The first city maps of Kathmandu, Patan and Bhaktapur were produced by Wolfgang Korn in 1968 in the context of the Physical Development Plan for the Kathmandu Valley (1969, pp. 75, 76, 153) based on aerial photographs taken by Erwin Schneider and Hansa Luftbild (Germany) in 1966. Korn elaborated these maps in 1971 to a scale of ca. 1:3,000, published by Heinrich Seemann in 1973 (Nepal 2019. Gestern noch verbotenes Land). Every map provides a list of shrines and temples (Kathmandu 132, Patan 177, Bhaktapur 63).

However phase 2 of the archive goes beyond documentation. Eka Archiving Resources is now training local staff in the museum to carry forward the archiving system as per industry norms. “In Nepal, we still don’t have the technical acumen to train young people in these skills. The pandemic, in a way, facilitated this task. In the past few months, young people from Kathmandu are getting trained in the art of archiving,” says Saraf.

Now that the archive has at least archival material dating back to 50 years, the task is now to make it accessible to architects and scholars. The team hopes to bring in scholars from across the year at least once a year. “There are so many interesting references to community living, and dwellings, which used to open up into courtyards. It is not just an archive of architectural heritage, but is also a repository of social behaviour of communities,” she elaborates. “The idea is to not just see how buildings were made, but also how people interacted with each other in this built environment.”

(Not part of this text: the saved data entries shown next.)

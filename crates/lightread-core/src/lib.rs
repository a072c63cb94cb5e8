// ABOUTME: Core types and constants for the LightRead background core
// ABOUTME: Foundation crate with the error taxonomy, data models, and constants
//
// SPDX-License-Identifier: MIT OR Apache-2.0
// Copyright (c) 2025 LightRead

#![deny(unsafe_code)]

//! # LightRead Core
//!
//! Foundation crate providing the shared types of the LightRead background
//! process. It has no I/O of its own: everything here is plain data, error
//! types and constants that the orchestration crate builds on.
//!
//! ## Modules
//!
//! - **errors**: User-facing error taxonomy (`SummarizeError`) and the
//!   narrower refresh/claims errors that feed into it
//! - **constants**: Text bounds, rate-limit defaults, endpoints, storage keys
//! - **models**: Auth state, token claims, summary request/result, settings

/// Error taxonomy for the summarize pipeline and its collaborators
pub mod errors;

/// Application constants organized by domain
pub mod constants;

/// Core data models shared by every background component
pub mod models;
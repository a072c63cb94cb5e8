// ABOUTME: Error taxonomy for the summarize pipeline and its collaborators
// ABOUTME: Re-exports the user-facing SummarizeError and the narrower auth errors
//
// SPDX-License-Identifier: MIT OR Apache-2.0
// Copyright (c) 2025 LightRead

//! # Error Types
//!
//! - `SummarizeError` - terminal states of a pipeline invocation, each
//!   convertible to a short message for the page surface
//! - `ValidationFailure` - why a selection was rejected before any I/O
//! - `RefreshFailure` - outcome of a failed token refresh, shared by every
//!   caller waiting on the same refresh
//! - `ClaimsError` - why a token payload could not be decoded

/// Token refresh and claim decoding errors
pub mod auth;

/// Pipeline error taxonomy
pub mod summarize;

pub use auth::{ClaimsError, RefreshFailure};
pub use summarize::{ErrorKind, RateLimitScope, SummarizeError, ValidationFailure};
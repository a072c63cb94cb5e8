// ABOUTME: Sliding-window rate limiter keyed by action name
// ABOUTME: Keeps admitted timestamps per key and prunes the ones outside the window
//
// SPDX-License-Identifier: MIT OR Apache-2.0
// Copyright (c) 2025 LightRead

//! # Local Rate Limiting
//!
//! Each action key (`summarize`, `save`, `regenerate`) owns a rule and a
//! queue of admission timestamps. An attempt is admitted when fewer than
//! `max_requests` timestamps fall inside the trailing window; admitted
//! attempts are recorded, rejected ones leave the state untouched.
//!
//! State is in-memory only and resets with the process.

use std::collections::{HashMap, VecDeque};
use std::sync::Arc;
use std::time::Duration;

use dashmap::DashMap;
use serde::{Deserialize, Serialize};
use tracing::debug;

use crate::clock::Clock;
use crate::constants::rate_limits;

/// Limit for one action key
#[derive(Debug, Clone, Copy, PartialEq, Eq, Serialize, Deserialize)]
pub struct RateLimitRule {
    /// Admissions allowed inside one window
    pub max_requests: u32,
    /// Window length in milliseconds
    pub window_ms: u64,
}

impl RateLimitRule {
    /// Rule admitting `max_requests` per `window_ms`
    #[must_use]
    pub const fn new(max_requests: u32, window_ms: u64) -> Self {
        Self {
            max_requests,
            window_ms,
        }
    }
}

/// Snapshot of one key's window
#[derive(Debug, Clone, Copy, PartialEq, Eq)]
pub struct RateLimitStatus {
    /// Admissions left in the current window
    pub remaining: u32,
    /// Time until the next admission is possible, zero when one is possible now
    pub retry_after: Duration,
}

/// Sliding-window limiter shared by every request flow
pub struct RateLimiter {
    rules: HashMap<String, RateLimitRule>,
    windows: DashMap<String, VecDeque<u64>>,
    clock: Arc<dyn Clock>,
}

impl RateLimiter {
    /// Limiter with no rules; every key is admitted until a rule is added
    #[must_use]
    pub fn new(clock: Arc<dyn Clock>) -> Self {
        Self {
            rules: HashMap::new(),
            windows: DashMap::new(),
            clock,
        }
    }

    /// Limiter with the built-in rules: 5 summarize calls per minute, one
    /// save and one regenerate per 12 seconds
    #[must_use]
    pub fn with_default_rules(clock: Arc<dyn Clock>) -> Self {
        let cooldown = RateLimitRule::new(1, rate_limits::ACTION_COOLDOWN_MS);
        Self::new(clock)
            .with_rule(
                rate_limits::SUMMARIZE_ACTION,
                RateLimitRule::new(
                    rate_limits::SUMMARIZE_MAX_REQUESTS,
                    rate_limits::SUMMARIZE_WINDOW_MS,
                ),
            )
            .with_rule(rate_limits::SAVE_ACTION, cooldown)
            .with_rule(rate_limits::REGENERATE_ACTION, cooldown)
    }

    /// Limiter built from `(key, rule)` pairs
    #[must_use]
    pub fn from_rules<'a>(
        clock: Arc<dyn Clock>,
        rules: impl IntoIterator<Item = (&'a str, RateLimitRule)>,
    ) -> Self {
        rules
            .into_iter()
            .fold(Self::new(clock), |limiter, (key, rule)| limiter.with_rule(key, rule))
    }

    /// Add or replace the rule for a key
    #[must_use]
    pub fn with_rule(mut self, key: &str, rule: RateLimitRule) -> Self {
        self.rules.insert(key.to_owned(), rule);
        self
    }

    /// Try to admit one attempt for `key` at the current time
    pub fn admit(&self, key: &str) -> bool {
        self.admit_at(key, self.clock.now_millis())
    }

    /// Try to admit one attempt for `key` at `now_ms`.
    ///
    /// Keys without a rule are always admitted. The check and the record
    /// happen under the key's entry lock, so concurrent attempts cannot
    /// both take the last slot.
    pub fn admit_at(&self, key: &str, now_ms: u64) -> bool {
        let Some(rule) = self.rules.get(key) else {
            debug!(key, "No rate limit rule configured, admitting");
            return true;
        };

        let mut window = self.windows.entry(key.to_owned()).or_default();
        prune(&mut window, rule, now_ms);

        if window.len() >= rule.max_requests as usize {
            debug!(
                key,
                admitted = window.len(),
                max = rule.max_requests,
                "Rate limit reached"
            );
            return false;
        }

        window.push_back(now_ms);
        true
    }

    /// Remaining capacity and retry delay for a key, without recording anything
    #[must_use]
    pub fn status(&self, key: &str) -> Option<RateLimitStatus> {
        let rule = self.rules.get(key)?;
        let now_ms = self.clock.now_millis();

        let Some(mut window) = self.windows.get_mut(key) else {
            return Some(RateLimitStatus {
                remaining: rule.max_requests,
                retry_after: Duration::ZERO,
            });
        };
        prune(&mut window, rule, now_ms);

        let used = window.len() as u32;
        let remaining = rule.max_requests.saturating_sub(used);
        let retry_after = if remaining > 0 {
            Duration::ZERO
        } else {
            window.front().map_or(Duration::ZERO, |oldest| {
                Duration::from_millis(oldest.saturating_add(rule.window_ms).saturating_sub(now_ms))
            })
        };

        Some(RateLimitStatus {
            remaining,
            retry_after,
        })
    }
}

/// Drop timestamps at least one window old
fn prune(window: &mut VecDeque<u64>, rule: &RateLimitRule, now_ms: u64) {
    while let Some(&oldest) = window.front() {
        if now_ms.saturating_sub(oldest) >= rule.window_ms {
            window.pop_front();
        } else {
            break;
        }
    }
}
// ABOUTME: Remote summarization API: reply type, client trait and HTTP implementation
// ABOUTME: Calls return the raw status and JSON body so the pipeline can classify them
//
// SPDX-License-Identifier: MIT OR Apache-2.0
// Copyright (c) 2025 LightRead

/// `reqwest`-backed client
pub mod client;

use async_trait::async_trait;
use serde::de::DeserializeOwned;
use serde_json::Value;

use crate::errors::ApiError;
use crate::models::{LoginRequest, SaveSummaryRequest, SummaryRequest};

pub use client::HttpApiClient;

/// Status and parsed body of an HTTP response.
///
/// A body that is not JSON is kept as `Value::Null`.
#[derive(Debug, Clone, PartialEq)]
pub struct ApiReply {
    /// HTTP status code
    pub status: u16,
    /// Parsed JSON body
    pub body: Value,
}

impl ApiReply {
    /// Reply with the given status and body
    #[must_use]
    pub const fn new(status: u16, body: Value) -> Self {
        Self { status, body }
    }

    /// 2xx
    #[must_use]
    pub const fn is_success(&self) -> bool {
        self.status >= 200 && self.status < 300
    }

    /// Deserialize the body
    ///
    /// # Errors
    ///
    /// Returns the serde error if the body does not match `T`
    pub fn json<T: DeserializeOwned>(&self) -> Result<T, serde_json::Error> {
        T::deserialize(&self.body)
    }

    /// Server-provided `error` message, if any
    #[must_use]
    pub fn error_message(&self) -> Option<String> {
        self.body
            .get("error")
            .or_else(|| self.body.get("message"))
            .and_then(Value::as_str)
            .filter(|message| !message.trim().is_empty())
            .map(str::to_owned)
    }

    /// Machine-readable `code`, if any
    #[must_use]
    pub fn error_code(&self) -> Option<&str> {
        self.body.get("code").and_then(Value::as_str)
    }
}

/// Endpoints of the summarization API used by the background core.
///
/// Every call returns `Ok` as soon as an HTTP status came back; `Err` means
/// the request never completed.
#[async_trait]
pub trait SummaryApi: Send + Sync {
    /// `POST /auth/refresh` with the old token as bearer
    async fn refresh_token(&self, token: &str) -> Result<ApiReply, ApiError>;

    /// `POST /auth/login`
    async fn login(&self, credentials: &LoginRequest) -> Result<ApiReply, ApiError>;

    /// `POST /summarize`
    async fn summarize(&self, token: &str, request: &SummaryRequest) -> Result<ApiReply, ApiError>;

    /// `GET /user/settings`
    async fn user_settings(&self, token: &str) -> Result<ApiReply, ApiError>;

    /// `GET /user/limits`
    async fn user_limits(&self, token: &str) -> Result<ApiReply, ApiError>;

    /// `POST /summaries/save`
    async fn save_summary(
        &self,
        token: &str,
        request: &SaveSummaryRequest,
    ) -> Result<ApiReply, ApiError>;

    /// `POST /rpc/get_enum_values`
    async fn enum_values(&self, token: &str) -> Result<ApiReply, ApiError>;
}
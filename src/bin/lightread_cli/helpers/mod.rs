// SPDX-License-Identifier: MIT OR Apache-2.0
// Copyright (c) 2025 LightRead
// ABOUTME: Helper modules for lightread-cli
// ABOUTME: Terminal page surface and output formatting

pub mod console;
pub mod display;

Nepal lies within a seismic zone, and is prone to massive earthquakes. The archive has interesting revelations in this context as well, with the team having observed that historically, structures made with local materials, customised to terrain using local skills, have managed to withstand quakes much more than modern structures created with metal and glass. “During the great quake of 2015, temples in Patan did come down. But people felt a sense of responsibility towards them and built them back with the same material, drawn from the rubble. This only made them stronger. Technology should add to the community’s wisdom and not veer away from it,” says Saraf. “It needs to be in sync with the environment. By preserving these records, we hope that young architects and urban planners can refer to them for inspiration. Sustainable urban development is the need of the hour.”